▸ TRY IT:
Filter this listing down to the lines that contain the word "DeliveryStatus", and copy them.
BEGIN MATERIAL PROVIDED
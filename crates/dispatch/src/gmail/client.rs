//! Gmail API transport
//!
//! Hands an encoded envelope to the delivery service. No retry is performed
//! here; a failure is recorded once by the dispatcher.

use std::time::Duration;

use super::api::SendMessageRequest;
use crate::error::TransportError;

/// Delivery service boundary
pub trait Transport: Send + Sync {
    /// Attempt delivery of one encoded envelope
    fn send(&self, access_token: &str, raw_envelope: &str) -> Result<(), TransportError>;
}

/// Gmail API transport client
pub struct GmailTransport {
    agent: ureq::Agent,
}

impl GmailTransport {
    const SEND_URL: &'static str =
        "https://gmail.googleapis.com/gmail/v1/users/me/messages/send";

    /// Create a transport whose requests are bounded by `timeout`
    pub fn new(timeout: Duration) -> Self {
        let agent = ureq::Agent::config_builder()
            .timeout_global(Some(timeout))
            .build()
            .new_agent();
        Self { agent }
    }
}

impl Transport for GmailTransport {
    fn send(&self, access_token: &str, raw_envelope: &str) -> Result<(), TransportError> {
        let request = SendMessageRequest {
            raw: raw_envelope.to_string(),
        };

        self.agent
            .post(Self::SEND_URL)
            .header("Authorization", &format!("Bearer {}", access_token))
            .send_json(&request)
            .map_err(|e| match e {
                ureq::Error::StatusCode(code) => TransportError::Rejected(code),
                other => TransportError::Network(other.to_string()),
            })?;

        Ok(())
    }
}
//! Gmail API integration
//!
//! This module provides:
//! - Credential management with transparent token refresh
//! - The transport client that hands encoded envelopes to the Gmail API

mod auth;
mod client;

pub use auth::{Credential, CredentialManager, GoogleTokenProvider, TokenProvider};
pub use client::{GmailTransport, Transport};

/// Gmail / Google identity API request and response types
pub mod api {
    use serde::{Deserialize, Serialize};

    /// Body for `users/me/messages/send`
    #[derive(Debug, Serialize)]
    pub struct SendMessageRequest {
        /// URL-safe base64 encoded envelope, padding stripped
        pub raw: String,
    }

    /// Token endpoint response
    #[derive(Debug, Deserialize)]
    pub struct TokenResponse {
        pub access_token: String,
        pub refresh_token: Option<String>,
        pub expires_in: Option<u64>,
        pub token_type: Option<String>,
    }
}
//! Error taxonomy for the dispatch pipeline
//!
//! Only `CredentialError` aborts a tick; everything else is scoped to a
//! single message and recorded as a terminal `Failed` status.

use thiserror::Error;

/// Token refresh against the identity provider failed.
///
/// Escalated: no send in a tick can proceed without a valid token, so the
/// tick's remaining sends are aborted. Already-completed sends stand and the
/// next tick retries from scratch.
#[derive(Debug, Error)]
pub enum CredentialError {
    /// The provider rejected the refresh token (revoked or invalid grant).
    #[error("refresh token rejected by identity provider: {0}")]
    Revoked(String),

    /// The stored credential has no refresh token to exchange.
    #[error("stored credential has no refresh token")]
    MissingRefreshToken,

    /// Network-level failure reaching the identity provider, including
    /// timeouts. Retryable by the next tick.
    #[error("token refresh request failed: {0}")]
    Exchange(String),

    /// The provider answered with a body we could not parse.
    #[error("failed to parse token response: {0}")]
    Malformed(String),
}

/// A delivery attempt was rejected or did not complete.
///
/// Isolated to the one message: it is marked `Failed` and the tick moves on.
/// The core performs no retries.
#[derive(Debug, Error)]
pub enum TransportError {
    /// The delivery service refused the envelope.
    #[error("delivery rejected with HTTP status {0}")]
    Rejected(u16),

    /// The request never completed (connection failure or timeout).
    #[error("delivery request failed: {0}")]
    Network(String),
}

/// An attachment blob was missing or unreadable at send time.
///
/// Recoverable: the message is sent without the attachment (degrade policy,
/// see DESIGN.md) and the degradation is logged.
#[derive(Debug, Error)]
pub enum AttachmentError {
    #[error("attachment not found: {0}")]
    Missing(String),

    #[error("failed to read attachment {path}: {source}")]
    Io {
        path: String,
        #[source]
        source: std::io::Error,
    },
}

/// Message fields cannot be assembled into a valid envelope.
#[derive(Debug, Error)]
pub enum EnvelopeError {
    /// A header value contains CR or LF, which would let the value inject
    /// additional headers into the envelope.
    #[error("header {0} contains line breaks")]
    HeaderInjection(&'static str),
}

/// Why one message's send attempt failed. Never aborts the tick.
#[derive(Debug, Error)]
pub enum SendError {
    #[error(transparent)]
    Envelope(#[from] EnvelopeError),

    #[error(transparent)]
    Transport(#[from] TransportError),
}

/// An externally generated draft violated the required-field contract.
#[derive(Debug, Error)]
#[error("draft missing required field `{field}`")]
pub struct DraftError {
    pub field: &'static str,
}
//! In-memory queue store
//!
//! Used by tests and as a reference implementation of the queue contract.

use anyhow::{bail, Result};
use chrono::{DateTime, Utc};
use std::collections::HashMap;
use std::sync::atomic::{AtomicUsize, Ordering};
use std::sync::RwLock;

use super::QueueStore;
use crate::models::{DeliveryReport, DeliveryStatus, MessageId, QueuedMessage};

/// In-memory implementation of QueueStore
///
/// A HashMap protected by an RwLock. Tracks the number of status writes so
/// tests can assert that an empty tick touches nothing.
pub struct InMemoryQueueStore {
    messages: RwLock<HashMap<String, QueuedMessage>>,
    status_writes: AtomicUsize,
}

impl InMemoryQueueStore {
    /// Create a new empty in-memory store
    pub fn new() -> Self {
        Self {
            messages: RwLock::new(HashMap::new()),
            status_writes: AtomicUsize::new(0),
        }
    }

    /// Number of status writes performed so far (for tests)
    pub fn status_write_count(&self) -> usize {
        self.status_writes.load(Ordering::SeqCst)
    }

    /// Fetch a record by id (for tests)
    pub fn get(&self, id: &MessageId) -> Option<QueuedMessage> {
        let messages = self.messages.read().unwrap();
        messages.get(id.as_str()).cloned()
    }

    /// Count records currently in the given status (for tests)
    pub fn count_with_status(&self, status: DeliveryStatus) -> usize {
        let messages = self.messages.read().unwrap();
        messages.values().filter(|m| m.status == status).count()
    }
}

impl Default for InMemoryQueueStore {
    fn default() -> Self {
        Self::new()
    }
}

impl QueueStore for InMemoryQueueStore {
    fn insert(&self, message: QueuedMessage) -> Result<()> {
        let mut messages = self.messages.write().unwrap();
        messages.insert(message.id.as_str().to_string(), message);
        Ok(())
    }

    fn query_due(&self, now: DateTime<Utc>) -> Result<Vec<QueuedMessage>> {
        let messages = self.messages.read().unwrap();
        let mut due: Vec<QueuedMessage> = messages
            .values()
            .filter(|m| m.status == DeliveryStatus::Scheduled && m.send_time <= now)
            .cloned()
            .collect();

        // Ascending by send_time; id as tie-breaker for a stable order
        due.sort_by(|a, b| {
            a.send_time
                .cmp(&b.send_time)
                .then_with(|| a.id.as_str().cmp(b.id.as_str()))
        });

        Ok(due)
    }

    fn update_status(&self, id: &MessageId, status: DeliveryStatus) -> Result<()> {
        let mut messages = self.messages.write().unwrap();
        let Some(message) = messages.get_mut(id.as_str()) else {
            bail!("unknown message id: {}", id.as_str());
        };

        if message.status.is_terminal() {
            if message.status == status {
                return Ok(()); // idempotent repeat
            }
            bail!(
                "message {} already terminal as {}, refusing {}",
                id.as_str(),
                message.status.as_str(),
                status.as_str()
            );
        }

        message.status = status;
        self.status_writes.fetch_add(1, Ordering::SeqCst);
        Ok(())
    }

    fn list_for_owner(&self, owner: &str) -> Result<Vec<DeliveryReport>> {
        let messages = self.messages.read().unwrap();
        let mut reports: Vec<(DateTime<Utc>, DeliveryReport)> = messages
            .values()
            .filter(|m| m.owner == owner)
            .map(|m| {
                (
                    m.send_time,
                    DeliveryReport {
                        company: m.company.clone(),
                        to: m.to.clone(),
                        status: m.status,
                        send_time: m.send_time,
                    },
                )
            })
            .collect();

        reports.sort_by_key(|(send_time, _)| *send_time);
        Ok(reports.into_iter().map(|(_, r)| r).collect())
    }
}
END MATERIAL PROVIDED
BEGIN MATERIAL PROVIDED
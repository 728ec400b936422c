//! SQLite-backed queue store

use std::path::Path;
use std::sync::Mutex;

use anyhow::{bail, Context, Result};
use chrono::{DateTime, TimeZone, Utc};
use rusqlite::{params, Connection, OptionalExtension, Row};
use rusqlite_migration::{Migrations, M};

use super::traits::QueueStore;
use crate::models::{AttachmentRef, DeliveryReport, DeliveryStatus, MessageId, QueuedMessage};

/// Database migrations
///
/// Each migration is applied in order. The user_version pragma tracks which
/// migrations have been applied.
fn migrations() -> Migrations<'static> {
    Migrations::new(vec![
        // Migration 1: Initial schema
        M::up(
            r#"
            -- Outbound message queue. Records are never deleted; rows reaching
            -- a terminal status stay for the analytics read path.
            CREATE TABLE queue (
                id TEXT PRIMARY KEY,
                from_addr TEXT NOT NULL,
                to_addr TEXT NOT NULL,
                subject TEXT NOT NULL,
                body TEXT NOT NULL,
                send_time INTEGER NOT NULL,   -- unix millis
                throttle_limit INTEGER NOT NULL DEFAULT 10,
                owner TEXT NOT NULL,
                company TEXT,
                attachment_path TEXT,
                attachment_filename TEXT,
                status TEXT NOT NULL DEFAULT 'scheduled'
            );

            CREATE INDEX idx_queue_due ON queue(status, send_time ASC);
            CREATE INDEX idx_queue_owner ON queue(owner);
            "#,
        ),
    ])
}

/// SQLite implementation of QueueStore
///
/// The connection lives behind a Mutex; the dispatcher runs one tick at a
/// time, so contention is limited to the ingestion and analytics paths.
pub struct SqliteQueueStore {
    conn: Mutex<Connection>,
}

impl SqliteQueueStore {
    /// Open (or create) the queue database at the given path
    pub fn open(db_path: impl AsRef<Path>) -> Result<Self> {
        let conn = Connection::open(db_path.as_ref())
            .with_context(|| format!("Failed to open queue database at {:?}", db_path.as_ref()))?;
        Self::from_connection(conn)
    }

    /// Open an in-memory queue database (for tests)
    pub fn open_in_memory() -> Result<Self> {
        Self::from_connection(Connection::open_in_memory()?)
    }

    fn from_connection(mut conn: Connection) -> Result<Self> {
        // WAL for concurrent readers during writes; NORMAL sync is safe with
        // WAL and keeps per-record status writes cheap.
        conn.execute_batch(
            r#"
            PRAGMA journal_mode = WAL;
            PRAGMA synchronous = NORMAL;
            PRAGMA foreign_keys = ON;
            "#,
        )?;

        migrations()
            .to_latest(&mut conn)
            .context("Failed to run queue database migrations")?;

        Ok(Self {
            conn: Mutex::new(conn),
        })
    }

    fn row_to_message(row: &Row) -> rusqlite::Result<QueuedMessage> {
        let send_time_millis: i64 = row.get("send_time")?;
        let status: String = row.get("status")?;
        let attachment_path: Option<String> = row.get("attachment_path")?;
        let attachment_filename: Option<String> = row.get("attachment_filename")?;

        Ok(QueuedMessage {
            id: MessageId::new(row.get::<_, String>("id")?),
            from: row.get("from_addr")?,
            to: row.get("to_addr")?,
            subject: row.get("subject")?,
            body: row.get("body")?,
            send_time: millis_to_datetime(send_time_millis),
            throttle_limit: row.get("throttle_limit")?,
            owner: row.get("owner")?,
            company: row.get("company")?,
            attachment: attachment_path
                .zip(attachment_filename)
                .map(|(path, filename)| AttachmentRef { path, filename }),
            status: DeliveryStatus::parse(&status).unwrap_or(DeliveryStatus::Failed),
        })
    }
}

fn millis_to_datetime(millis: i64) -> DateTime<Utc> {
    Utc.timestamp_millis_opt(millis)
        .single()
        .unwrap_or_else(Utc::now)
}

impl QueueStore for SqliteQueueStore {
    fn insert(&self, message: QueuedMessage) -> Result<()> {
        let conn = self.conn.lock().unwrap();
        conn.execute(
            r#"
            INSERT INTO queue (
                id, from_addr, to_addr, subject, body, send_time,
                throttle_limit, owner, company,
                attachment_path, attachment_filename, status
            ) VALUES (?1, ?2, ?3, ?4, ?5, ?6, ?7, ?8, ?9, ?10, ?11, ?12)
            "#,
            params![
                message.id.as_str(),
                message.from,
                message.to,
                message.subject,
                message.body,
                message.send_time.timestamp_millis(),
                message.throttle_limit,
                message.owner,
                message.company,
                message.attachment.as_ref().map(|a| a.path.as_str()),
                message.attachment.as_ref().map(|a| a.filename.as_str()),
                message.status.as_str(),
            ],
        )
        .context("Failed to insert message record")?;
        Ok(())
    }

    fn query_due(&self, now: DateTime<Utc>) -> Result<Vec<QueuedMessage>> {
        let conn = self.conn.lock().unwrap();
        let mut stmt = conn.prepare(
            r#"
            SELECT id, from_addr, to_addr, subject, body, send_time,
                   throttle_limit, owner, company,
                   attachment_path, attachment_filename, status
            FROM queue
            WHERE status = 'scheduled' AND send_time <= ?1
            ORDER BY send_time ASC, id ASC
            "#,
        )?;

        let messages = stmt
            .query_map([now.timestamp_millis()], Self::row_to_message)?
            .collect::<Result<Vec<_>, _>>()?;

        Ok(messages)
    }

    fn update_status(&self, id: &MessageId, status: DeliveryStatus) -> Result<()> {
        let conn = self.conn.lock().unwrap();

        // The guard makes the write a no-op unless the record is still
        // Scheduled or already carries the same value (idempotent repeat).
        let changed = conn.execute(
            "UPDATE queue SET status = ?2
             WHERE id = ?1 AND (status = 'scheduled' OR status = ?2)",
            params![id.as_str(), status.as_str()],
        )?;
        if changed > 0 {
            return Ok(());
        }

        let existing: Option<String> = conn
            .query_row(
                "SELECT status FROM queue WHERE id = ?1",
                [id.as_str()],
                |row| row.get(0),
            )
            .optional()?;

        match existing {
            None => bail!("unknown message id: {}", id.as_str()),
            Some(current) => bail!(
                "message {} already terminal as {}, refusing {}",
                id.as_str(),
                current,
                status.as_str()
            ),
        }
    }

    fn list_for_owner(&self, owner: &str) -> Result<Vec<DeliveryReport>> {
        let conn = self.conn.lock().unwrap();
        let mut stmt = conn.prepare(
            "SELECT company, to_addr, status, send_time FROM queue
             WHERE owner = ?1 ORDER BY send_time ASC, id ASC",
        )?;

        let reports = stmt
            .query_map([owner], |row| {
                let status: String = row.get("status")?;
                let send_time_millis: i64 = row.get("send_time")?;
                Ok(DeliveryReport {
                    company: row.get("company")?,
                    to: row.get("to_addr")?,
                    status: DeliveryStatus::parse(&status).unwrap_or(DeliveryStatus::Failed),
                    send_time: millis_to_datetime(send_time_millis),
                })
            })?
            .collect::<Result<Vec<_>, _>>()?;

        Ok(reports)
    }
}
END MATERIAL PROVIDED
▸ EXERCISE ANSWER:
use crate::models::{DeliveryReport, DeliveryStatus, MessageId, QueuedMessage};
    pub fn count_with_status(&self, status: DeliveryStatus) -> usize {
            .filter(|m| m.status == DeliveryStatus::Scheduled && m.send_time <= now)
    fn update_status(&self, id: &MessageId, status: DeliveryStatus) -> Result<()> {
use crate::models::{AttachmentRef, DeliveryReport, DeliveryStatus, MessageId, QueuedMessage};
            status: DeliveryStatus::parse(&status).unwrap_or(DeliveryStatus::Failed),
    fn update_status(&self, id: &MessageId, status: DeliveryStatus) -> Result<()> {
                    status: DeliveryStatus::parse(&status).unwrap_or(DeliveryStatus::Failed),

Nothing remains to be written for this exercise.